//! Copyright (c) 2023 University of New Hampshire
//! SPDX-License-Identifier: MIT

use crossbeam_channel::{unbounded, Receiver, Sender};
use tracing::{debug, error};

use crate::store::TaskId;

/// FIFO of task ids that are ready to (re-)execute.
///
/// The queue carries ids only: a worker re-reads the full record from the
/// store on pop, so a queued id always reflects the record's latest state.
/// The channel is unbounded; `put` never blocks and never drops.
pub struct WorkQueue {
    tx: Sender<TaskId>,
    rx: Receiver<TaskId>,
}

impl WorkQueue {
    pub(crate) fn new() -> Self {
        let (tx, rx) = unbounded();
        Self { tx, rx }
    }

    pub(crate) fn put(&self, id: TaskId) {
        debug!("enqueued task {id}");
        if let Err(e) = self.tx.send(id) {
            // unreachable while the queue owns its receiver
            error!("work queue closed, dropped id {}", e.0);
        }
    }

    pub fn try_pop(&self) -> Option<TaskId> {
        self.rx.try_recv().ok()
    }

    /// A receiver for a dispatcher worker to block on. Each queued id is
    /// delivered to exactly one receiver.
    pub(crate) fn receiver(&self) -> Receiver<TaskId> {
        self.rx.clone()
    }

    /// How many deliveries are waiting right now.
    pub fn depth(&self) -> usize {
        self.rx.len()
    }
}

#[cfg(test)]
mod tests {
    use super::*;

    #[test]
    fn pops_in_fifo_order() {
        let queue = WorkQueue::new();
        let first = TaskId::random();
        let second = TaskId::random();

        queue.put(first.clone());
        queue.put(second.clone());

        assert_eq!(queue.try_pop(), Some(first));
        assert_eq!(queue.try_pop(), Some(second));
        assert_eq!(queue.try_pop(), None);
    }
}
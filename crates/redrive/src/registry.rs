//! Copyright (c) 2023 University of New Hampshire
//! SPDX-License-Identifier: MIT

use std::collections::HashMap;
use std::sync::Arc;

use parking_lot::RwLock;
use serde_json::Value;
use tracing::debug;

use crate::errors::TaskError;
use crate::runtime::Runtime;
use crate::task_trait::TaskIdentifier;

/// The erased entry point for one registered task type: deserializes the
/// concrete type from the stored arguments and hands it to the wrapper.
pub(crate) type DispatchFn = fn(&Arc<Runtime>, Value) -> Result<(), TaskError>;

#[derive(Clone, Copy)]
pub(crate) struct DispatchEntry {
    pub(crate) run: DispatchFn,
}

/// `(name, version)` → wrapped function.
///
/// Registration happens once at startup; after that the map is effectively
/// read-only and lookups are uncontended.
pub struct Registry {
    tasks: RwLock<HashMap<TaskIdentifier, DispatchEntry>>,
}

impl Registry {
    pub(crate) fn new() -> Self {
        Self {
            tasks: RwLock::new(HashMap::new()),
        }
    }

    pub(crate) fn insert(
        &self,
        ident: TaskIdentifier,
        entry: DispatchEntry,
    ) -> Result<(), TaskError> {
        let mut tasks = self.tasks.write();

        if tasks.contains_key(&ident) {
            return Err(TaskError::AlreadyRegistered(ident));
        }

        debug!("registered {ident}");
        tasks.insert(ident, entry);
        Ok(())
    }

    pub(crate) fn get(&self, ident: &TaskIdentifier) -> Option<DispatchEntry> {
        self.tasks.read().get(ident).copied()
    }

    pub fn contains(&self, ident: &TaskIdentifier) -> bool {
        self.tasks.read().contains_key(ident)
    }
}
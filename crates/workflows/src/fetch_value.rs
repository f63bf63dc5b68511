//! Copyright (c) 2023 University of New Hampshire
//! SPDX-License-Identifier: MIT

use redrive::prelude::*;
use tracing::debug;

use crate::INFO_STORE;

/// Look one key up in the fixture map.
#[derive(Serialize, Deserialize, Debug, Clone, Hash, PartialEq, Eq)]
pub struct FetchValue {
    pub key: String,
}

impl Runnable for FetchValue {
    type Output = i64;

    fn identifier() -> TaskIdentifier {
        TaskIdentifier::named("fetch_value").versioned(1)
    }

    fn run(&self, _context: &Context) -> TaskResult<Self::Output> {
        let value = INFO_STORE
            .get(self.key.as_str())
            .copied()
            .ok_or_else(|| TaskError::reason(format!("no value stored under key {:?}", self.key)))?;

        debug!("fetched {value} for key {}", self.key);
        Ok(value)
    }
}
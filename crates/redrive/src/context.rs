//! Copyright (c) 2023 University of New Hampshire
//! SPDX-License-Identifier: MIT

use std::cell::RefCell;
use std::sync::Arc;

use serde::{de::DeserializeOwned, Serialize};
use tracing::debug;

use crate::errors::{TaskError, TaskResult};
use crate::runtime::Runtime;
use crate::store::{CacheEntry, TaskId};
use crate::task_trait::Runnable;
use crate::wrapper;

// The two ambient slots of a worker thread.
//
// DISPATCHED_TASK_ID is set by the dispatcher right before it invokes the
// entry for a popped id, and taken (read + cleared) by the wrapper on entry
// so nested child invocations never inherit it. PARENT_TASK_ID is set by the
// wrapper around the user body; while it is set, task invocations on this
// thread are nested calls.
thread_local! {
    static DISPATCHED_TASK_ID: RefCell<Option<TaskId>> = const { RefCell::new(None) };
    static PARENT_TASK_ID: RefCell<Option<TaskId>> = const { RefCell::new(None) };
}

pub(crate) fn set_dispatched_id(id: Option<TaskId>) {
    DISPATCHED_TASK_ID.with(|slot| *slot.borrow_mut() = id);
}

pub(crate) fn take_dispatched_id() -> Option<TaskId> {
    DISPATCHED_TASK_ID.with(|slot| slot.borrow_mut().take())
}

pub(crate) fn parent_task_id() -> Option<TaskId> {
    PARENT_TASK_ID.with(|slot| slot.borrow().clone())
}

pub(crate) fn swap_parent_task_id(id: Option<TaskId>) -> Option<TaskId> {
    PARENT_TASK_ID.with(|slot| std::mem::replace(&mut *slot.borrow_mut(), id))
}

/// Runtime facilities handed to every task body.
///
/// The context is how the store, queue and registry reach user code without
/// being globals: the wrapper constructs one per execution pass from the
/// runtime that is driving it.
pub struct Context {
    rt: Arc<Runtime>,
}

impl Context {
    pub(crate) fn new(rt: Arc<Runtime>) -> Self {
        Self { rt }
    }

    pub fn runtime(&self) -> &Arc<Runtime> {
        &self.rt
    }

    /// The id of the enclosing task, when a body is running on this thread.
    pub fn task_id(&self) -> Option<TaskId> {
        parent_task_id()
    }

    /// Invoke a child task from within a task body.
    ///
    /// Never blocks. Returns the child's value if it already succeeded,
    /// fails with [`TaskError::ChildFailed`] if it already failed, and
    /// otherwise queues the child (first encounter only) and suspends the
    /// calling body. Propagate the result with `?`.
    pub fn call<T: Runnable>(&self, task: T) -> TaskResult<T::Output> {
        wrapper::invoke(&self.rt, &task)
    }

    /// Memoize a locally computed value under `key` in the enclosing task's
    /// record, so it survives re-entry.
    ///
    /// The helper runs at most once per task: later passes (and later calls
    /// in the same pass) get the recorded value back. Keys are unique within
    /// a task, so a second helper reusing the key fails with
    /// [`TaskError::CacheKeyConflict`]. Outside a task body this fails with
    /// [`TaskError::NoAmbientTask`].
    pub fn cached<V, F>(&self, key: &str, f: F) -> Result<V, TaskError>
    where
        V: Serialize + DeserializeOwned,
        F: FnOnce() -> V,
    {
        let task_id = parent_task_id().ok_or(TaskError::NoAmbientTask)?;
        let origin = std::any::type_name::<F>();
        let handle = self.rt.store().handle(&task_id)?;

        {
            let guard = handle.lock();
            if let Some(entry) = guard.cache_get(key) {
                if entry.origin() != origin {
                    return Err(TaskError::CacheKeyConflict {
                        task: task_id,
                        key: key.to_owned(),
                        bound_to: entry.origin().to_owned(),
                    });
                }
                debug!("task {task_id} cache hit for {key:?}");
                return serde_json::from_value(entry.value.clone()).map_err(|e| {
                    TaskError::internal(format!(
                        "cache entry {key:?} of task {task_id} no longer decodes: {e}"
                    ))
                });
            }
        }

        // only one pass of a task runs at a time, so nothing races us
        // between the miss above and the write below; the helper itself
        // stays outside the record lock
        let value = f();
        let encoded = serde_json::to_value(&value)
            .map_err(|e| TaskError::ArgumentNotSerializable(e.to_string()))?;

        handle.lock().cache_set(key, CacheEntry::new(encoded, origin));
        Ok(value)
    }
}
────────
Retrieve all lines from the data that contain the string "copied".

** Answer space **
        self.tasks.read().get(ident).copied()
            .copied()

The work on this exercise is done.